▸ Problem description
Look through the lines below; wherever the word "Option" appears, copy that line.

═══

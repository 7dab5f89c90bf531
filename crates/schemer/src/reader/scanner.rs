//! Character stream to token stream

use std::iter::Peekable;
use std::str::Chars;

use super::token::{Abbreviation, Token};
use crate::error::SyntaxError;
use crate::symbol::Symbol;

/// Line and column of the next unread character, both 1-indexed.
#[derive(Debug, Clone, Copy, PartialEq, Eq)]
pub struct Position {
    /// Line number
    pub line: usize,
    /// Column number
    pub column: usize,
}

impl Default for Position {
    fn default() -> Self {
        Self { line: 1, column: 1 }
    }
}

/// Lazy tokenizer over a character stream.
///
/// Identifiers and `#`-syntax are case-folded to lowercase; string and
/// character literal contents keep their case.
///
/// # Example
///
/// ```
/// use schemer::reader::{Scanner, Token};
///
/// let mut scanner = Scanner::new("(Car x)");
/// assert_eq!(scanner.next_token().unwrap(), Some(Token::OpenParen));
/// assert_eq!(scanner.next_token().unwrap(), Some(Token::Symbol("car".into())));
/// ```
pub struct Scanner<I: Iterator<Item = char>> {
    input: Peekable<I>,

    /// Characters given back by a failed multi-character match
    pushback: Vec<char>,

    position: Position,
}

impl<'a> Scanner<Chars<'a>> {
    /// Scan a string slice.
    pub fn new(source: &'a str) -> Self {
        Self::from_chars(source.chars())
    }
}

impl<I: Iterator<Item = char>> Scanner<I> {
    /// Scan any character iterator.
    pub fn from_chars(input: I) -> Self {
        Self {
            input: input.peekable(),
            pushback: Vec::new(),
            position: Position::default(),
        }
    }

    /// Where scanning will resume.
    pub fn position(&self) -> Position {
        self.position
    }

    /// Produce the next token, or `None` at end of input.
    ///
    /// # Errors
    ///
    /// Any malformed token, missing delimiter, bad string escape, or input
    /// ending inside a token.
    pub fn next_token(&mut self) -> Result<Option<Token>, SyntaxError> {
        self.skip_atmosphere();
        let Some(c) = self.peek() else {
            return Ok(None);
        };

        if is_initial(c) {
            return self.symbol().map(Some);
        }
        if c.is_ascii_digit() {
            return self.number().map(|n| Some(Token::Number(n)));
        }

        self.read();
        let token = match c {
            '#' => self.pound()?,
            '"' => self.string()?,
            '.' => self.dot()?,
            ',' => self.comma(),
            '+' => self.signed(1.0, "+")?,
            '-' => self.signed(-1.0, "-")?,
            '`' => Token::Abbreviation(Abbreviation::Quasiquote),
            '\'' => Token::Abbreviation(Abbreviation::Quote),
            '(' => Token::OpenParen,
            ')' => Token::CloseParen,
            other => return Err(SyntaxError::InvalidToken(other.to_string())),
        };
        Ok(Some(token))
    }

    // ═══════════════════════════════════════════════════════════════════
    // Token Rules
    // ═══════════════════════════════════════════════════════════════════

    /// Whitespace and `;` comments running to end of line.
    fn skip_atmosphere(&mut self) {
        let mut in_comment = false;
        while let Some(c) = self.peek_raw() {
            in_comment |= c == ';';
            in_comment &= c != '\r' && c != '\n';
            if !in_comment && !c.is_whitespace() {
                break;
            }
            self.read_raw();
        }
    }

    fn symbol(&mut self) -> Result<Token, SyntaxError> {
        let mut text = String::new();
        while let Some(c) = self.read() {
            text.push(c);
            match self.peek() {
                Some(next) if is_subsequent(next) => continue,
                _ => break,
            }
        }
        self.check_delimiter()?;
        Ok(Token::Symbol(Symbol::intern(&text)))
    }

    /// Digits and decimal points. The first character is taken as is, so a
    /// sign may be followed by anything that is not a delimiter.
    fn number(&mut self) -> Result<f64, SyntaxError> {
        let mut text = String::new();
        while let Some(c) = self.read() {
            text.push(c);
            match self.peek() {
                Some(next) if next.is_ascii_digit() || next == '.' => continue,
                _ => break,
            }
        }
        self.check_delimiter()?;
        text.parse::<f64>()
            .map_err(|_| SyntaxError::UnmetExpectation {
                found: text,
                expected: "number",
            })
    }

    /// `+` or `-` alone is a symbol; followed by more, it signs a number.
    /// `+inf.0`, `-inf.0` and `+nan.0` name the non-finite numbers.
    fn signed(&mut self, sign: f64, name: &str) -> Result<Token, SyntaxError> {
        match self.peek_raw() {
            None => Ok(Token::Symbol(Symbol::intern(name))),
            Some(c) if is_delimiter(c) => Ok(Token::Symbol(Symbol::intern(name))),
            Some(_) if self.read_match("inf.0") => {
                self.check_delimiter()?;
                Ok(Token::Number(sign * f64::INFINITY))
            }
            Some(_) if self.read_match("nan.0") => {
                self.check_delimiter()?;
                Ok(Token::Number(f64::NAN))
            }
            Some(_) => Ok(Token::Number(sign * self.number()?)),
        }
    }

    fn pound(&mut self) -> Result<Token, SyntaxError> {
        let c = self.read().ok_or(SyntaxError::UnexpectedEof)?;
        match c {
            '(' => Ok(Token::VectorOpen),
            '\'' => Ok(Token::Abbreviation(Abbreviation::Syntax)),
            '`' => Ok(Token::Abbreviation(Abbreviation::Quasisyntax)),
            ',' => {
                if self.peek_raw() == Some('@') {
                    self.read_raw();
                    Ok(Token::Abbreviation(Abbreviation::UnsyntaxSplicing))
                } else {
                    Ok(Token::Abbreviation(Abbreviation::Unsyntax))
                }
            }
            't' | 'f' => {
                self.check_delimiter()?;
                Ok(Token::Boolean(c == 't'))
            }
            '\\' => {
                let c = if self.read_match("newline") {
                    '\n'
                } else if self.read_match("space") {
                    ' '
                } else {
                    self.read_raw().ok_or(SyntaxError::UnexpectedEof)?
                };
                self.check_delimiter()?;
                Ok(Token::Char(c))
            }
            other => Err(SyntaxError::InvalidToken(format!("#{}", other))),
        }
    }

    /// Body of a string literal, after the opening quote.
    fn string(&mut self) -> Result<Token, SyntaxError> {
        let mut text = String::new();
        loop {
            match self.read_raw() {
                None => return Err(SyntaxError::UnexpectedEof),
                Some('"') => return Ok(Token::Str(text)),
                Some('\\') => match self.read_raw() {
                    None => return Err(SyntaxError::UnexpectedEof),
                    Some(c @ ('\\' | '"')) => text.push(c),
                    Some(other) => return Err(SyntaxError::InvalidEscape(other)),
                },
                Some(c) => text.push(c),
            }
        }
    }

    fn dot(&mut self) -> Result<Token, SyntaxError> {
        if self.read_match("..") {
            self.check_delimiter()?;
            return Ok(Token::Symbol(Symbol::intern("...")));
        }
        self.check_delimiter()?;
        Ok(Token::Dot)
    }

    fn comma(&mut self) -> Token {
        if self.peek_raw() == Some('@') {
            self.read_raw();
            Token::Abbreviation(Abbreviation::UnquoteSplicing)
        } else {
            Token::Abbreviation(Abbreviation::Unquote)
        }
    }

    fn check_delimiter(&mut self) -> Result<(), SyntaxError> {
        match self.peek_raw() {
            Some(c) if !is_delimiter(c) => Err(SyntaxError::ExpectedDelimiter(c)),
            _ => Ok(()),
        }
    }

    // ═══════════════════════════════════════════════════════════════════
    // Character Access
    // ═══════════════════════════════════════════════════════════════════

    fn peek_raw(&mut self) -> Option<char> {
        match self.pushback.last() {
            Some(&c) => Some(c),
            None => self.input.peek().copied(),
        }
    }

    fn peek(&mut self) -> Option<char> {
        self.peek_raw().map(|c| c.to_ascii_lowercase())
    }

    fn read_raw(&mut self) -> Option<char> {
        if let Some(c) = self.pushback.pop() {
            return Some(c);
        }
        let c = self.input.next()?;
        let line_break = c == '\n' || (c == '\r' && self.input.peek() != Some(&'\n'));
        if line_break {
            self.position.line += 1;
            self.position.column = 1;
        } else {
            self.position.column += 1;
        }
        Some(c)
    }

    fn read(&mut self) -> Option<char> {
        self.read_raw().map(|c| c.to_ascii_lowercase())
    }

    /// Consume `word` (case-insensitively) if it comes next; otherwise
    /// consume nothing.
    fn read_match(&mut self, word: &str) -> bool {
        let mut taken = Vec::with_capacity(word.len());
        for expected in word.chars() {
            match self.read_raw() {
                Some(c) => {
                    taken.push(c);
                    if !c.eq_ignore_ascii_case(&expected) {
                        self.unread(taken);
                        return false;
                    }
                }
                None => {
                    self.unread(taken);
                    return false;
                }
            }
        }
        true
    }

    fn unread(&mut self, taken: Vec<char>) {
        self.pushback.extend(taken.into_iter().rev());
    }
}

impl<I: Iterator<Item = char>> Iterator for Scanner<I> {
    type Item = Result<Token, SyntaxError>;

    fn next(&mut self) -> Option<Self::Item> {
        self.next_token().transpose()
    }
}

// ═══════════════════════════════════════════════════════════════════════
// Character Classes
// ═══════════════════════════════════════════════════════════════════════

fn is_delimiter(c: char) -> bool {
    c.is_whitespace() || matches!(c, '(' | ')' | ';' | '"')
}

fn is_initial(c: char) -> bool {
    c.is_ascii_alphabetic() || is_special_initial(c)
}

fn is_special_initial(c: char) -> bool {
    matches!(
        c,
        '!' | '$' | '%' | '&' | '*' | '/' | ':' | '<' | '=' | '>' | '?' | '^' | '_' | '~'
    )
}

fn is_subsequent(c: char) -> bool {
    is_initial(c) || c.is_ascii_digit() || matches!(c, '+' | '-' | '.' | '@')
}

═══

▸ Answer section
    pub fn next_token(&mut self) -> Result<Option<Token>, SyntaxError> {
    fn peek_raw(&mut self) -> Option<char> {
    fn peek(&mut self) -> Option<char> {
    fn read_raw(&mut self) -> Option<char> {
    fn read(&mut self) -> Option<char> {
    fn next(&mut self) -> Option<Self::Item> {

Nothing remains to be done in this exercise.